/---

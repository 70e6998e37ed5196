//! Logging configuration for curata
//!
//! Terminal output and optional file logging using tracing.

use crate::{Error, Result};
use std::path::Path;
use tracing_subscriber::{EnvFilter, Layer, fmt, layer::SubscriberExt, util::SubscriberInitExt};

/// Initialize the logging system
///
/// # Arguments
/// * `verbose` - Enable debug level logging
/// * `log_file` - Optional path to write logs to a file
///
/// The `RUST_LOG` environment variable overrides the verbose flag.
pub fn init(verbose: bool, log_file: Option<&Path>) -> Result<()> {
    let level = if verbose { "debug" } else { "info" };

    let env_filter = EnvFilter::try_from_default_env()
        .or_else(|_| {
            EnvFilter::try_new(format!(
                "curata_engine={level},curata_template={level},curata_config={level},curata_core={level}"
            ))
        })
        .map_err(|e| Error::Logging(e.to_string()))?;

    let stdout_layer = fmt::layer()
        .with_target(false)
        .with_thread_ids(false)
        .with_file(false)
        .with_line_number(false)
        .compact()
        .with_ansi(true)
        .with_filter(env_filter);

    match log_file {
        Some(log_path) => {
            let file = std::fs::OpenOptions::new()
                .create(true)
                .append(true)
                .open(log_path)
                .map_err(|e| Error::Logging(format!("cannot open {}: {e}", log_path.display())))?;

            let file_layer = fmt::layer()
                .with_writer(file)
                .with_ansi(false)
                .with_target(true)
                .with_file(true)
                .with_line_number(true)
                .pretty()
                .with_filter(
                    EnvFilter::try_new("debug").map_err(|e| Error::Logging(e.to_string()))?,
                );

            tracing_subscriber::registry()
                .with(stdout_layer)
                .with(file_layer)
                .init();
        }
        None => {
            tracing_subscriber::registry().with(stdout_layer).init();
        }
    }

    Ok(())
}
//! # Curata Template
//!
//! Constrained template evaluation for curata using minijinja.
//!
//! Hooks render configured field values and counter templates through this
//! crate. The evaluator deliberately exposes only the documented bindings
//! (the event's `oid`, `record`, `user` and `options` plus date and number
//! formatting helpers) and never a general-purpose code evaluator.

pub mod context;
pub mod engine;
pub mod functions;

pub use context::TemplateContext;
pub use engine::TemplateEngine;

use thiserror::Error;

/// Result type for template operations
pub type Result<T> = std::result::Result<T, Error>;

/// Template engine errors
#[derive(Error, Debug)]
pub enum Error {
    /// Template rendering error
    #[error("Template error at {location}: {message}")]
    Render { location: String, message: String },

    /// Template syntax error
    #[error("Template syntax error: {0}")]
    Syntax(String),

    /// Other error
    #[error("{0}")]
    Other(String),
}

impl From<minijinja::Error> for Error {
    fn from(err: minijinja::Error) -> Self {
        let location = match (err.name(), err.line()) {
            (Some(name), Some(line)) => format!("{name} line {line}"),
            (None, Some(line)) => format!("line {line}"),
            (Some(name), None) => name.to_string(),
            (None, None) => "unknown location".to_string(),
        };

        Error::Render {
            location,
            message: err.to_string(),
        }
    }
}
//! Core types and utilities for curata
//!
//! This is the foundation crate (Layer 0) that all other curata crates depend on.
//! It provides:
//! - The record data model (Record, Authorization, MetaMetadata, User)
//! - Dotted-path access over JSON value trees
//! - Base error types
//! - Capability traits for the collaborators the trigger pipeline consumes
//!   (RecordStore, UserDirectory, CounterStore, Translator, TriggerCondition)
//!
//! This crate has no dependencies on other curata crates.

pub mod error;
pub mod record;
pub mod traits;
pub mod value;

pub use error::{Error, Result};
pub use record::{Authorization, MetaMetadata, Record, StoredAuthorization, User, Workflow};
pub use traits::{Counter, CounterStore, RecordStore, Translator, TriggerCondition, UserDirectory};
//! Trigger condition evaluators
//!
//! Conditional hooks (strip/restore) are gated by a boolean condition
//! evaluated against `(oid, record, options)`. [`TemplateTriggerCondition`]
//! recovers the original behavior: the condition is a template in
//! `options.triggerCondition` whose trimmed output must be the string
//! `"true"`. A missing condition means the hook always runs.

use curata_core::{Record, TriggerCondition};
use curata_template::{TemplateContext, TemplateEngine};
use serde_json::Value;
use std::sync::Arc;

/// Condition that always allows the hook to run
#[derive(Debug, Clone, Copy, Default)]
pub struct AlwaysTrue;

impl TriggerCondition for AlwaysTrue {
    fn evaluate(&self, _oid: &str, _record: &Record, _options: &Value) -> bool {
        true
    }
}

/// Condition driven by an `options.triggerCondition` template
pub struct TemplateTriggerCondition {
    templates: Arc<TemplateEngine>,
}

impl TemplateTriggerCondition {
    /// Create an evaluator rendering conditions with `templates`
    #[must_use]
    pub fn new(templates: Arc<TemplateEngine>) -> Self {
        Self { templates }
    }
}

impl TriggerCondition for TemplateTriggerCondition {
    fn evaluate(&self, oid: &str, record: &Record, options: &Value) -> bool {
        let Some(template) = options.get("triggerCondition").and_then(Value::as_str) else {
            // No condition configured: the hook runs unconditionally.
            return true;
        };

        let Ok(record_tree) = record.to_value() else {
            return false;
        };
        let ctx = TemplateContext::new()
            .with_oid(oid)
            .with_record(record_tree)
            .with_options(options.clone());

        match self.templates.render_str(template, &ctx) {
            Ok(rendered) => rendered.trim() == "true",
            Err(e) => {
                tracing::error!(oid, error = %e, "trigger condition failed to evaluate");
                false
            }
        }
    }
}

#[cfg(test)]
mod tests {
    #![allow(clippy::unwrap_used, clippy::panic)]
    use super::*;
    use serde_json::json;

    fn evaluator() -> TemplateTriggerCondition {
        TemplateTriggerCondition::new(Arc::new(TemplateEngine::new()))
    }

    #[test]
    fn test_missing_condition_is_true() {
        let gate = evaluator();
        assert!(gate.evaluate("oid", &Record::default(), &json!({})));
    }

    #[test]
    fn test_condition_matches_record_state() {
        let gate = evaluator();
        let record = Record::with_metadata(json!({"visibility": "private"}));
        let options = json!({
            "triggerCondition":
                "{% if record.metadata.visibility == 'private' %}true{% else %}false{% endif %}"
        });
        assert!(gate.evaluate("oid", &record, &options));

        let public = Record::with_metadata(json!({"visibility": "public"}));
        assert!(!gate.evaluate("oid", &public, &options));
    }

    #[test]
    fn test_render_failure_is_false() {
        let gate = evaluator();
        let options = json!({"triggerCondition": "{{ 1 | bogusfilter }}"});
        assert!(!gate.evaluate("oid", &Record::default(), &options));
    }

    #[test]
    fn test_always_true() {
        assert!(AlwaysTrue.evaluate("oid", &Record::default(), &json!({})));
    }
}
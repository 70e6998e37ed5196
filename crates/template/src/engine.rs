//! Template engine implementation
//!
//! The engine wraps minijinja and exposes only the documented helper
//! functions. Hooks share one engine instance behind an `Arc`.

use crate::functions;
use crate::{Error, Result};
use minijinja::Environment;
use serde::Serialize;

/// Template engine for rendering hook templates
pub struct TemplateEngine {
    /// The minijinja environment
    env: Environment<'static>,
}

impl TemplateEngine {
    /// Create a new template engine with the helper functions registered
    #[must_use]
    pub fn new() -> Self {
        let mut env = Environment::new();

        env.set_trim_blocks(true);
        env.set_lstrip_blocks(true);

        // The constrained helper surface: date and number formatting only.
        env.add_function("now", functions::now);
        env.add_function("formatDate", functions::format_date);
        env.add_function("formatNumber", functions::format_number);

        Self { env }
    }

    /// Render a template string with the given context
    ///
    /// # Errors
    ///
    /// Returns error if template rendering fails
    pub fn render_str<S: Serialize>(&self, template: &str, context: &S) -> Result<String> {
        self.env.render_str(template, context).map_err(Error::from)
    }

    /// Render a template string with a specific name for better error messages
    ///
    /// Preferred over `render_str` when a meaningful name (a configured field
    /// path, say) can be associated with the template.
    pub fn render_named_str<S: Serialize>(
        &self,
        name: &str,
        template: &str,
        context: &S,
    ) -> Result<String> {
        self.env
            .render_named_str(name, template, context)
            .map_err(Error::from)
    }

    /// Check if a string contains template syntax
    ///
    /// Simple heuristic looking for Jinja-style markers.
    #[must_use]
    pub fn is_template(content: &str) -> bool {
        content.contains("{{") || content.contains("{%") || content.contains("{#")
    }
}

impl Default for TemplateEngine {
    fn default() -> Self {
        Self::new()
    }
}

\---

## ASSIGNMENT:
Which lines above contain the word "exposes"? Copy each one.

## RESULT:
//! crate. The evaluator deliberately exposes only the documented bindings
//! The engine wraps minijinja and exposes only the documented helper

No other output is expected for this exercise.